● WHAT TO WORK ON: In the records below, find each line containing the word "returning" and copy it.

--

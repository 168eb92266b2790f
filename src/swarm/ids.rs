//! Sequential identifiers on the shared filesystem
//!
//! Ids are human-legible zero-padded counters (`a001`, `0001`). The next value comes
//! from scanning the directory for the highest existing suffix; the claim itself is an
//! exclusive create, so two processes racing for the same number cannot both win.

use std::fs::{self, OpenOptions};
use std::io::{ErrorKind, Write};
use std::path::{Path, PathBuf};
use std::sync::atomic::{AtomicU64, Ordering};
use std::time::{SystemTime, UNIX_EPOCH};

use crate::core::{ConvoyError, Result};

/// Collisions tolerated before giving up on one allocation
const MAX_ATTEMPTS: u32 = 64;

/// Distinguishes temp files of concurrent publishers within one process
static TEMP_SEQ: AtomicU64 = AtomicU64::new(0);

/// Prefix of agent ids
pub const AGENT_PREFIX: &str = "a";
/// Digits in an agent id
pub const AGENT_WIDTH: usize = 3;
/// Digits in a message id
pub const MESSAGE_WIDTH: usize = 4;

/// Highest numeric value among entries named `<prefix><digits><suffix>`; 0 when none
pub fn scan_max(dir: &Path, prefix: &str, suffix: &str) -> u32 {
    let Ok(entries) = fs::read_dir(dir) else {
        return 0;
    };

    entries
        .filter_map(|entry| entry.ok())
        .filter_map(|entry| {
            let name = entry.file_name().to_string_lossy().into_owned();
            let digits = name.strip_prefix(prefix)?.strip_suffix(suffix)?;
            if digits.is_empty() || !digits.bytes().all(|b| b.is_ascii_digit()) {
                return None;
            }
            digits.parse::<u32>().ok()
        })
        .max()
        .unwrap_or(0)
}

/// Format a counter as an id
pub fn format_id(prefix: &str, value: u32, width: usize) -> String {
    format!("{}{:0width$}", prefix, value, width = width)
}

/// Claim the next `<prefix>NNN` subdirectory of `root`, returning its id and path
pub fn allocate_dir(root: &Path, prefix: &str, width: usize) -> Result<(String, PathBuf)> {
    fs::create_dir_all(root)?;
    let mut next = scan_max(root, prefix, "") + 1;

    for _ in 0..MAX_ATTEMPTS {
        let id = format_id(prefix, next, width);
        let path = root.join(&id);
        match fs::create_dir(&path) {
            Ok(()) => return Ok((id, path)),
            Err(e) if e.kind() == ErrorKind::AlreadyExists => {
                tracing::debug!(id = %id, "id already claimed, trying the next one");
                next = next.max(scan_max(root, prefix, "")) + 1;
            }
            Err(e) => return Err(e.into()),
        }
    }

    Err(ConvoyError::storage(format!(
        "Could not allocate an id under {}",
        root.display()
    )))
}

/// Publish the next `NNNN<suffix>` file in `root`, returning its id and path.
///
/// `render` produces the file body for a candidate id. The body is written to a
/// hidden temp file first and then hard-linked to the numbered name, so the claim
/// and the complete content become visible together. Readers never see an empty
/// or half-written entry.
pub fn publish_file<F>(root: &Path, suffix: &str, width: usize, mut render: F) -> Result<(String, PathBuf)>
where
    F: FnMut(&str) -> Result<Vec<u8>>,
{
    fs::create_dir_all(root)?;
    let mut next = scan_max(root, "", suffix) + 1;
    let nonce = SystemTime::now()
        .duration_since(UNIX_EPOCH)
        .unwrap_or_default()
        .as_nanos();
    let seq = TEMP_SEQ.fetch_add(1, Ordering::Relaxed);
    let temp_path = root.join(format!(
        ".{}-{}-{}{}.tmp",
        std::process::id(),
        nonce,
        seq,
        suffix
    ));

    let result = (|| -> Result<(String, PathBuf)> {
        for _ in 0..MAX_ATTEMPTS {
            let id = format_id("", next, width);
            let path = root.join(format!("{}{}", id, suffix));

            let mut temp = OpenOptions::new()
                .write(true)
                .create(true)
                .truncate(true)
                .open(&temp_path)?;
            temp.write_all(&render(&id)?)?;
            temp.sync_all()?;
            drop(temp);

            match fs::hard_link(&temp_path, &path) {
                Ok(()) => return Ok((id, path)),
                Err(e) if e.kind() == ErrorKind::AlreadyExists => {
                    next = next.max(scan_max(root, "", suffix)) + 1;
                }
                Err(e) => return Err(e.into()),
            }
        }

        Err(ConvoyError::storage(format!(
            "Could not allocate an id under {}",
            root.display()
        )))
    })();

    let _ = fs::remove_file(&temp_path);
    result
}

#[cfg(test)]
mod tests {
    use super::*;
    use std::collections::HashSet;
    use std::sync::Mutex;

    #[test]
    fn test_scan_max_ignores_foreign_names() {
        let dir = tempfile::tempdir().unwrap();
        fs::create_dir(dir.path().join("a002")).unwrap();
        fs::create_dir(dir.path().join("a010")).unwrap();
        fs::create_dir(dir.path().join("abc")).unwrap();
        fs::write(dir.path().join(".a099.tmp"), "").unwrap();

        assert_eq!(scan_max(dir.path(), "a", ""), 10);
        assert_eq!(scan_max(&dir.path().join("missing"), "a", ""), 0);
    }

    #[test]
    fn test_allocate_dir_is_sequential() {
        let dir = tempfile::tempdir().unwrap();
        let (first, _) = allocate_dir(dir.path(), AGENT_PREFIX, AGENT_WIDTH).unwrap();
        let (second, path) = allocate_dir(dir.path(), AGENT_PREFIX, AGENT_WIDTH).unwrap();

        assert_eq!(first, "a001");
        assert_eq!(second, "a002");
        assert!(path.is_dir());
    }

    #[test]
    fn test_publish_file_skips_existing() {
        let dir = tempfile::tempdir().unwrap();
        fs::write(dir.path().join("0007.json"), "{}").unwrap();
        let (id, path) =
            publish_file(dir.path(), ".json", MESSAGE_WIDTH, |id| Ok(id.as_bytes().to_vec())).unwrap();

        assert_eq!(id, "0008");
        assert!(path.ends_with("0008.json"));
        assert_eq!(fs::read_to_string(&path).unwrap(), "0008");
    }

    #[test]
    fn test_publish_file_leaves_no_temp_behind() {
        let dir = tempfile::tempdir().unwrap();
        publish_file(dir.path(), ".json", MESSAGE_WIDTH, |_| Ok(b"{}".to_vec())).unwrap();

        let names: Vec<String> = fs::read_dir(dir.path())
            .unwrap()
            .map(|e| e.unwrap().file_name().to_string_lossy().into_owned())
            .collect();
        assert_eq!(names, vec!["0001.json".to_string()]);
    }

    #[test]
    fn test_publish_file_surfaces_render_errors() {
        let dir = tempfile::tempdir().unwrap();
        let err = publish_file(dir.path(), ".json", MESSAGE_WIDTH, |_| {
            Err(ConvoyError::storage("no body"))
        })
        .unwrap_err();

        assert!(matches!(err, ConvoyError::Storage(_)));
        assert_eq!(fs::read_dir(dir.path()).unwrap().count(), 0);
    }

    #[test]
    fn test_concurrent_allocations_never_collide() {
        let dir = tempfile::tempdir().unwrap();
        let ids = Mutex::new(Vec::new());

        std::thread::scope(|scope| {
            for _ in 0..8 {
                scope.spawn(|| {
                    for _ in 0..5 {
                        let (id, _) = allocate_dir(dir.path(), AGENT_PREFIX, AGENT_WIDTH).unwrap();
                        ids.lock().unwrap().push(id);
                    }
                });
            }
        });

        let ids = ids.into_inner().unwrap();
        let unique: HashSet<_> = ids.iter().collect();
        assert_eq!(ids.len(), 40);
        assert_eq!(unique.len(), 40);
    }

    #[test]
    fn test_concurrent_message_files_never_collide() {
        let dir = tempfile::tempdir().unwrap();
        let ids = Mutex::new(Vec::new());

        std::thread::scope(|scope| {
            for _ in 0..8 {
                scope.spawn(|| {
                    for _ in 0..5 {
                        let (id, _) =
                            publish_file(dir.path(), ".json", MESSAGE_WIDTH, |_| Ok(b"{}".to_vec()))
                                .unwrap();
                        ids.lock().unwrap().push(id);
                    }
                });
            }
        });

        let ids = ids.into_inner().unwrap();
        let unique: HashSet<_> = ids.iter().collect();
        assert_eq!(unique.len(), 40);
    }
}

--

● RESULT OF THIS EXERCISE:
/// Claim the next `<prefix>NNN` subdirectory of `root`, returning its id and path
/// Publish the next `NNNN<suffix>` file in `root`, returning its id and path.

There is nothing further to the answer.